Saved data entries

========================================================================

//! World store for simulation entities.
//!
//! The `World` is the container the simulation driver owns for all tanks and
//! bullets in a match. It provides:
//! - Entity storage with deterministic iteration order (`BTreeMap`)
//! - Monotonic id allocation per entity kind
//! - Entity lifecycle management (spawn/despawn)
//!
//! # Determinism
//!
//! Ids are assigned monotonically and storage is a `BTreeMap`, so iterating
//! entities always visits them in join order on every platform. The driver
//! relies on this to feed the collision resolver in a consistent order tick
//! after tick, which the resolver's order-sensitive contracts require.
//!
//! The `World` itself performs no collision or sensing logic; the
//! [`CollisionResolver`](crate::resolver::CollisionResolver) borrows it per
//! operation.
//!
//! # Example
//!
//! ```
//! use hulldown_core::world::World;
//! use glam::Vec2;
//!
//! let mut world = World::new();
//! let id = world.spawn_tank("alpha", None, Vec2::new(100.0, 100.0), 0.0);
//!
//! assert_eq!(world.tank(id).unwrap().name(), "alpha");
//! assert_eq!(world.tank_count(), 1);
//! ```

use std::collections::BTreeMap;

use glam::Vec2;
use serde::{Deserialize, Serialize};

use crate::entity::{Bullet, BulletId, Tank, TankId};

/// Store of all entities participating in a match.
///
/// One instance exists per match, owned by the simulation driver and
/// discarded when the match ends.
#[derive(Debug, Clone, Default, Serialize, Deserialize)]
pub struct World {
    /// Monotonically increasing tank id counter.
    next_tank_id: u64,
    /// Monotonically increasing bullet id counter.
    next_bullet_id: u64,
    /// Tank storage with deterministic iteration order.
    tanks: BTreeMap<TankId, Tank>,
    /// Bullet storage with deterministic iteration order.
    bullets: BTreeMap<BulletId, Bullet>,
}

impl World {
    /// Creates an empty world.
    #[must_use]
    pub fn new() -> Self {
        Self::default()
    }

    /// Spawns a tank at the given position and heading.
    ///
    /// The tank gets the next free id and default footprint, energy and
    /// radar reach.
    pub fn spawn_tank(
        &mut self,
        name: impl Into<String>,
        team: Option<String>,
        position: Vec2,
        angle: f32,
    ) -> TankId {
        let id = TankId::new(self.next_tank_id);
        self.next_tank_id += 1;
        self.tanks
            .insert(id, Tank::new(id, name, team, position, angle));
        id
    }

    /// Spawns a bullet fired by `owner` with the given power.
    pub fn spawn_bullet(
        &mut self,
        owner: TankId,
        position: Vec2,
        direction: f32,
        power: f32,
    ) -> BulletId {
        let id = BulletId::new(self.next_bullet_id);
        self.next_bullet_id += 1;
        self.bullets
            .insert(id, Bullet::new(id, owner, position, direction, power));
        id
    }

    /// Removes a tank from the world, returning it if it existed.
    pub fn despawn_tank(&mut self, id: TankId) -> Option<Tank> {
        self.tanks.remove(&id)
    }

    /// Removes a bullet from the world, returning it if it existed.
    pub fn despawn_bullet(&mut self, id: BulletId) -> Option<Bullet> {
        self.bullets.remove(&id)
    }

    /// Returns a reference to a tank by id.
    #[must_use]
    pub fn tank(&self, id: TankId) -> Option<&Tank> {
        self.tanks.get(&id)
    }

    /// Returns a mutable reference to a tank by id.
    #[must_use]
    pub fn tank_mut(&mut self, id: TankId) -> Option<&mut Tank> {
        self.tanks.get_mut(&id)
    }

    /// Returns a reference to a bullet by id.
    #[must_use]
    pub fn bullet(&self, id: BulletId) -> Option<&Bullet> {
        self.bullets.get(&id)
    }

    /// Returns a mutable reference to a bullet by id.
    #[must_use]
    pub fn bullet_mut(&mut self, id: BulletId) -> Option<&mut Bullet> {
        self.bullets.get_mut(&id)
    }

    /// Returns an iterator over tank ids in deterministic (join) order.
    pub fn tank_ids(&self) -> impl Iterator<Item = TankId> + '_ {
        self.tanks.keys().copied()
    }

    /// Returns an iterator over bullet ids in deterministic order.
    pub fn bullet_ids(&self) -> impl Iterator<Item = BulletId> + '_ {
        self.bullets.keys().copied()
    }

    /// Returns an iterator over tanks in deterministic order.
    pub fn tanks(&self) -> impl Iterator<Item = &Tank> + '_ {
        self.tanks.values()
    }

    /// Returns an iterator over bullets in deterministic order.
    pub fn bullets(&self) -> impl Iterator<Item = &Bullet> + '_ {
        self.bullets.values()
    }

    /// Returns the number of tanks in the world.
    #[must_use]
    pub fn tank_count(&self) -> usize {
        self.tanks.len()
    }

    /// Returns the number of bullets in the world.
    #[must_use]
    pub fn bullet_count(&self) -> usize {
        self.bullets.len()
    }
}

========================================================================

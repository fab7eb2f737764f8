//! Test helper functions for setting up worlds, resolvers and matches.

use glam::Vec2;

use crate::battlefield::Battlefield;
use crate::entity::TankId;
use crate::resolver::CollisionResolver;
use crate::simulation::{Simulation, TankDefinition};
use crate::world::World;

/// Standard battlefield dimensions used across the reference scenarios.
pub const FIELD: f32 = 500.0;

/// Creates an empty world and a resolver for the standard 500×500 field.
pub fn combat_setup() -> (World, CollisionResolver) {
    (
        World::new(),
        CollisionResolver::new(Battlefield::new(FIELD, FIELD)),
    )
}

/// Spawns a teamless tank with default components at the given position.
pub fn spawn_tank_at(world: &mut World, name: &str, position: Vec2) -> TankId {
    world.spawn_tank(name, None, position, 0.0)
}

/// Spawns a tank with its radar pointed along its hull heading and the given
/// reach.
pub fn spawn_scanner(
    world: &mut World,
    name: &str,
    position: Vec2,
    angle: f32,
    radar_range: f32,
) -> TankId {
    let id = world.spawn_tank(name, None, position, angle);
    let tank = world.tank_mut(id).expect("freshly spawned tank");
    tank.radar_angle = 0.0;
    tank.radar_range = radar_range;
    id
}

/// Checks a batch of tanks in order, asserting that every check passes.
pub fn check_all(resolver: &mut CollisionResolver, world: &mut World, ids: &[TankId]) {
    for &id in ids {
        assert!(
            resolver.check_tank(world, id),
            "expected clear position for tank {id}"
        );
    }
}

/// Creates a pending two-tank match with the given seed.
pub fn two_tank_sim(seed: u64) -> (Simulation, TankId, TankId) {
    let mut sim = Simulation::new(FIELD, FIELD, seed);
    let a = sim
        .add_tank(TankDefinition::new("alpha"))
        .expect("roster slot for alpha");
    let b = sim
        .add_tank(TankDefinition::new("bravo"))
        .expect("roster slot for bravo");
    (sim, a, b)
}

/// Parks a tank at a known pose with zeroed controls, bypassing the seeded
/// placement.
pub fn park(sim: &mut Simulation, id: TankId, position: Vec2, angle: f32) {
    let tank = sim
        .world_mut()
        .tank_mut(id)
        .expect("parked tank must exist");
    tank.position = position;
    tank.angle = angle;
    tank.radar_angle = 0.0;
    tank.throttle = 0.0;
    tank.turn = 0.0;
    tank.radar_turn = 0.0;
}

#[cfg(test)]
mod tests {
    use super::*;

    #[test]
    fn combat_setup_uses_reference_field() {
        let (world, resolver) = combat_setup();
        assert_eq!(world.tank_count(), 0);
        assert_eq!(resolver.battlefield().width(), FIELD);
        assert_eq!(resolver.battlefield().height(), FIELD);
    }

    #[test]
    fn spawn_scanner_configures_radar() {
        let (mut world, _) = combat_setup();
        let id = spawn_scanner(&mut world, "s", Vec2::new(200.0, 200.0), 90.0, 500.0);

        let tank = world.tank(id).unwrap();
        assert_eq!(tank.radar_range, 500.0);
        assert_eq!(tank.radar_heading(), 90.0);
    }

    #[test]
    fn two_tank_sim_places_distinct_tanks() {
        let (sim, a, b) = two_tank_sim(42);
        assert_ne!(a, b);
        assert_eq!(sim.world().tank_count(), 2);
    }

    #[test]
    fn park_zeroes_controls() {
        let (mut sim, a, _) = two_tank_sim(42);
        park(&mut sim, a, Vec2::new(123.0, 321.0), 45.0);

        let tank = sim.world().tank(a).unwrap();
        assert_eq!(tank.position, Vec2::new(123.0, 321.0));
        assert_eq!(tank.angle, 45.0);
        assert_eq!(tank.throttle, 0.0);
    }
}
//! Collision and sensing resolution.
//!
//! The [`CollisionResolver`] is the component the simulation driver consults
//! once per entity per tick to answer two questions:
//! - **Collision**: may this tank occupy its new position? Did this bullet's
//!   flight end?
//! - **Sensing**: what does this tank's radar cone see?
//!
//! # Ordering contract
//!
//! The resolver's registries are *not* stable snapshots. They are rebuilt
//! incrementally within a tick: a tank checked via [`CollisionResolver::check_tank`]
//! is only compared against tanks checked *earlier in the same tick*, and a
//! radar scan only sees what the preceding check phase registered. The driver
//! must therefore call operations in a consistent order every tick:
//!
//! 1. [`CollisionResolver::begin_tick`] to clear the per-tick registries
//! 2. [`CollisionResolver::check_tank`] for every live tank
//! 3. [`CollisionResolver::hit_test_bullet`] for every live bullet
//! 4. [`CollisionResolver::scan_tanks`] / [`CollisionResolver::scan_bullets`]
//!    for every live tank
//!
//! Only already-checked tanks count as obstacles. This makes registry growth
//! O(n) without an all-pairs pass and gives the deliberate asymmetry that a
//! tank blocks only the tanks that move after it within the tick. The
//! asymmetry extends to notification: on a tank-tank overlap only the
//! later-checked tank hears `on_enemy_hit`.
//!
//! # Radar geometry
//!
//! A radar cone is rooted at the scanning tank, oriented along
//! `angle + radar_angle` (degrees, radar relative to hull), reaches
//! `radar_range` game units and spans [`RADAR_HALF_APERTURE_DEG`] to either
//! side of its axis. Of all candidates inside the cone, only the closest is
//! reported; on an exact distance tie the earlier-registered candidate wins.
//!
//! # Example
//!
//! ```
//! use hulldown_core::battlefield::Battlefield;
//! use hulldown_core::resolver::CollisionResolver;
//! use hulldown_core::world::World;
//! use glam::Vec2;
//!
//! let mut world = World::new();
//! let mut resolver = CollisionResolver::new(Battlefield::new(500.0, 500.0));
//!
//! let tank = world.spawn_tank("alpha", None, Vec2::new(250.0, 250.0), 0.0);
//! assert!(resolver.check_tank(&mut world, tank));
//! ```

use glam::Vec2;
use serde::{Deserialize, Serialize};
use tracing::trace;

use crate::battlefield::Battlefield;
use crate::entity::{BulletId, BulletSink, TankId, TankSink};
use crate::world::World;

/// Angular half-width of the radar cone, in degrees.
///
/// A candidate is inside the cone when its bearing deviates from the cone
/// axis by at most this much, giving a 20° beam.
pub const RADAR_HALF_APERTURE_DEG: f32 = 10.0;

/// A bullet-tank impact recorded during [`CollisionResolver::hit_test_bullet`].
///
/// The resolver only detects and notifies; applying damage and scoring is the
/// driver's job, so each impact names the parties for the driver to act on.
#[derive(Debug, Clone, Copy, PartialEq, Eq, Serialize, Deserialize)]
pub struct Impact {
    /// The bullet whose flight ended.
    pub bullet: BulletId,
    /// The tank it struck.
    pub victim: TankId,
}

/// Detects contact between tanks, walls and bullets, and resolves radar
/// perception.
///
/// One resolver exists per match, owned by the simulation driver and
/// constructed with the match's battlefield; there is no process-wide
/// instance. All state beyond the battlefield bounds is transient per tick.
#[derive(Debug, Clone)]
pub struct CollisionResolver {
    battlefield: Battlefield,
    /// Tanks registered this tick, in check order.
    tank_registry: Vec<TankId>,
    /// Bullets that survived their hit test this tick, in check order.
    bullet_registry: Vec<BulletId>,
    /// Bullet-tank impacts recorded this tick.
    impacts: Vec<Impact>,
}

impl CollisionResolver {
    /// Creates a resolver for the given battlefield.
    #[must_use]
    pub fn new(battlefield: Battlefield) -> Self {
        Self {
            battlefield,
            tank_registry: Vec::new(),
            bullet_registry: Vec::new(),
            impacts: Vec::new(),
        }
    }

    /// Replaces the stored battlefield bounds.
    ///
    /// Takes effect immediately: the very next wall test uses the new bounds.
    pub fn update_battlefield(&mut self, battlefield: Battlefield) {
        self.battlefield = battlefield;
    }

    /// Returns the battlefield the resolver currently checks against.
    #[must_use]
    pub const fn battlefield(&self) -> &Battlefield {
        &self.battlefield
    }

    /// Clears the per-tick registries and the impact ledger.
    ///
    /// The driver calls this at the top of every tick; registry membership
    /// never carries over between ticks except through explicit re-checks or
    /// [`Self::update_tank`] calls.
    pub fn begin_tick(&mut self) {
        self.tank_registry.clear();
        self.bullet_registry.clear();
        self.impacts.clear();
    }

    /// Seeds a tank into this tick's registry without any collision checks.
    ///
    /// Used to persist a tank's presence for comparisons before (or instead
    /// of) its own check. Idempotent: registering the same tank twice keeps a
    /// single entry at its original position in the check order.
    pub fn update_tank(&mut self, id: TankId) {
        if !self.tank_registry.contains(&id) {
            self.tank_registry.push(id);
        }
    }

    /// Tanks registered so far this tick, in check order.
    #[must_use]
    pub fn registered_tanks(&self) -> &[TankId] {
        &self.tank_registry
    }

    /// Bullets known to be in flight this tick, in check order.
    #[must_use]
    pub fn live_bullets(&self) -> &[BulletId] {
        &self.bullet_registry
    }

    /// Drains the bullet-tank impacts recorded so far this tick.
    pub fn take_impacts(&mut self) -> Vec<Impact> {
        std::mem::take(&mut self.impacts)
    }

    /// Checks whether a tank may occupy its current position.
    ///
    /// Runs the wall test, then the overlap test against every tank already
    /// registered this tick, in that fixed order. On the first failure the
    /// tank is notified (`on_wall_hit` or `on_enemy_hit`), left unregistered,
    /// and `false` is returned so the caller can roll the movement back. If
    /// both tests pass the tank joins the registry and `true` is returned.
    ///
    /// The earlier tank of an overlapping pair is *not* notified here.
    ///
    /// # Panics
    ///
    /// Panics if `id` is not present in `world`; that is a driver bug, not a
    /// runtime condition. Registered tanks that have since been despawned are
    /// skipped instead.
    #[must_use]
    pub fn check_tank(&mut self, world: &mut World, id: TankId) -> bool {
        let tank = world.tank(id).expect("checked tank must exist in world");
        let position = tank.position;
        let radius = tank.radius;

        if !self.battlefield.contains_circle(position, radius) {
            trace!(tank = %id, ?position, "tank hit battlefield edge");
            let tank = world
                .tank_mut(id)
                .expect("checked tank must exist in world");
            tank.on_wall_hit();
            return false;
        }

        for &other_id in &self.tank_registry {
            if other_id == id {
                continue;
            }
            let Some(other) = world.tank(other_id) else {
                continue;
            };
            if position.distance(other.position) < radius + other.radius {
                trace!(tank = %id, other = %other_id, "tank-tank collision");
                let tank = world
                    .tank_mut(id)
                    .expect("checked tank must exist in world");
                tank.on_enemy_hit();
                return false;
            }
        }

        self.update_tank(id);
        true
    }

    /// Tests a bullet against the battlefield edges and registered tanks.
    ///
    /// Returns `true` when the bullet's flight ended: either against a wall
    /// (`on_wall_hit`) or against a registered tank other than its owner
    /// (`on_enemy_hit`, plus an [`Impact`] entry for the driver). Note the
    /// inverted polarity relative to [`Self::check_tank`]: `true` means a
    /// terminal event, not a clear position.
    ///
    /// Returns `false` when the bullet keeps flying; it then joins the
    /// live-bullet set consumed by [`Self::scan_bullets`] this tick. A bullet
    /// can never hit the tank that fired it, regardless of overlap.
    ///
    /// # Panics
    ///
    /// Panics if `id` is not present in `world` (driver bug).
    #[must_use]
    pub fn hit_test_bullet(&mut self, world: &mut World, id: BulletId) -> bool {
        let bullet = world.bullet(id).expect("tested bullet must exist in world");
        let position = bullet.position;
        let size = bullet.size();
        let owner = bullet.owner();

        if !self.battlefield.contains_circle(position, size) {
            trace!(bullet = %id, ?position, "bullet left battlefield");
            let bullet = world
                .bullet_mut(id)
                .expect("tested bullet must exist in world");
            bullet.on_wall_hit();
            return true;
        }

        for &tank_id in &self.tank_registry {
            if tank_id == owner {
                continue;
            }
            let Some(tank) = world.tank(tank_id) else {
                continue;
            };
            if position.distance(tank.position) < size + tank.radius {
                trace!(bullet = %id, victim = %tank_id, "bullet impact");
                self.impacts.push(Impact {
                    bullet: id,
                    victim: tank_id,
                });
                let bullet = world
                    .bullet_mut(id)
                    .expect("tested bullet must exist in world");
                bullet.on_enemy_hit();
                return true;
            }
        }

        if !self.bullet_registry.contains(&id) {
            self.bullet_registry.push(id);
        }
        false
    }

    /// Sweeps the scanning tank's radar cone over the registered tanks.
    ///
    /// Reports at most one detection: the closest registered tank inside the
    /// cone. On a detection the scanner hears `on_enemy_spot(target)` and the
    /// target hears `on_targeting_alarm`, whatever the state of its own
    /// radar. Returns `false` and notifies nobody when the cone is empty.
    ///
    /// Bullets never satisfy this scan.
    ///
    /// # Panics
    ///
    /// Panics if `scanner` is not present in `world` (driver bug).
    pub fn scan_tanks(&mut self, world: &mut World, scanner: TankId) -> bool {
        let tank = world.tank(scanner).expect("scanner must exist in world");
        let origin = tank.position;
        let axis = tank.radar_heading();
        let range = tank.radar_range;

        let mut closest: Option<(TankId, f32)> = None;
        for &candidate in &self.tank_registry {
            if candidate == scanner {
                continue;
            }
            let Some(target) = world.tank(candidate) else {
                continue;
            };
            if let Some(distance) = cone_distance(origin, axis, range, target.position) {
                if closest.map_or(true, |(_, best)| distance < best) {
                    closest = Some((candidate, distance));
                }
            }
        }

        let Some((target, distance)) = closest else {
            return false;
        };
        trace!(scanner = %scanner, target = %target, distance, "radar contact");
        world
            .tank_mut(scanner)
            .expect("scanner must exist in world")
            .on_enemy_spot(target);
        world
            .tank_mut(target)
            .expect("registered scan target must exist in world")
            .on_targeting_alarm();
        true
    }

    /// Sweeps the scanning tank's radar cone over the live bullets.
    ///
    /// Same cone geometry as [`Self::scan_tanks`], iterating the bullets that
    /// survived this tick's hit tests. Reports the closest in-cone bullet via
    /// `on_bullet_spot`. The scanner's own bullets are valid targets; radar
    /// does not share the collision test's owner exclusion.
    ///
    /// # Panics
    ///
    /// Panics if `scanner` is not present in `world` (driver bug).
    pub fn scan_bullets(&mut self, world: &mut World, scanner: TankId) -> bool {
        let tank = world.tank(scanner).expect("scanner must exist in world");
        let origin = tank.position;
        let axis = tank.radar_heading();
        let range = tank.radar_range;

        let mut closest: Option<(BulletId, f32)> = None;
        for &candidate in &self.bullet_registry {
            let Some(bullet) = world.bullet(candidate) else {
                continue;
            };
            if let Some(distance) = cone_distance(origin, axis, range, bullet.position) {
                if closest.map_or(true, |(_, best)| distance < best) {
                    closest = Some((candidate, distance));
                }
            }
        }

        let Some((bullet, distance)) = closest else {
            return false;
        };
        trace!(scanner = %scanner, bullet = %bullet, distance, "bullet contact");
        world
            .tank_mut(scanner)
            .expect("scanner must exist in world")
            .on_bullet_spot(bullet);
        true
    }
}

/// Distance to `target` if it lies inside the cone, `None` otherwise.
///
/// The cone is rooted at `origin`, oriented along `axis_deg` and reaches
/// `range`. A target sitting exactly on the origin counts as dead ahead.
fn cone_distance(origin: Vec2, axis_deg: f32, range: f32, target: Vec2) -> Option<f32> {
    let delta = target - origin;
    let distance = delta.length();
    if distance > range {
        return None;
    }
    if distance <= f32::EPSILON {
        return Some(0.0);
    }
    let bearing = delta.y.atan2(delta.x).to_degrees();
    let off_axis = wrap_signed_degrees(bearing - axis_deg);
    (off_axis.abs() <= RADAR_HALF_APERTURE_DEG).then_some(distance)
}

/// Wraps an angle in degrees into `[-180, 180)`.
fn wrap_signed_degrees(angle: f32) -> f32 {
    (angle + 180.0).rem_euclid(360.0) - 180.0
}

========================================================================

» Task statement:
Looking at the entries above, state how many lines contain "roster"; give the number alone.

» Exercise result:
2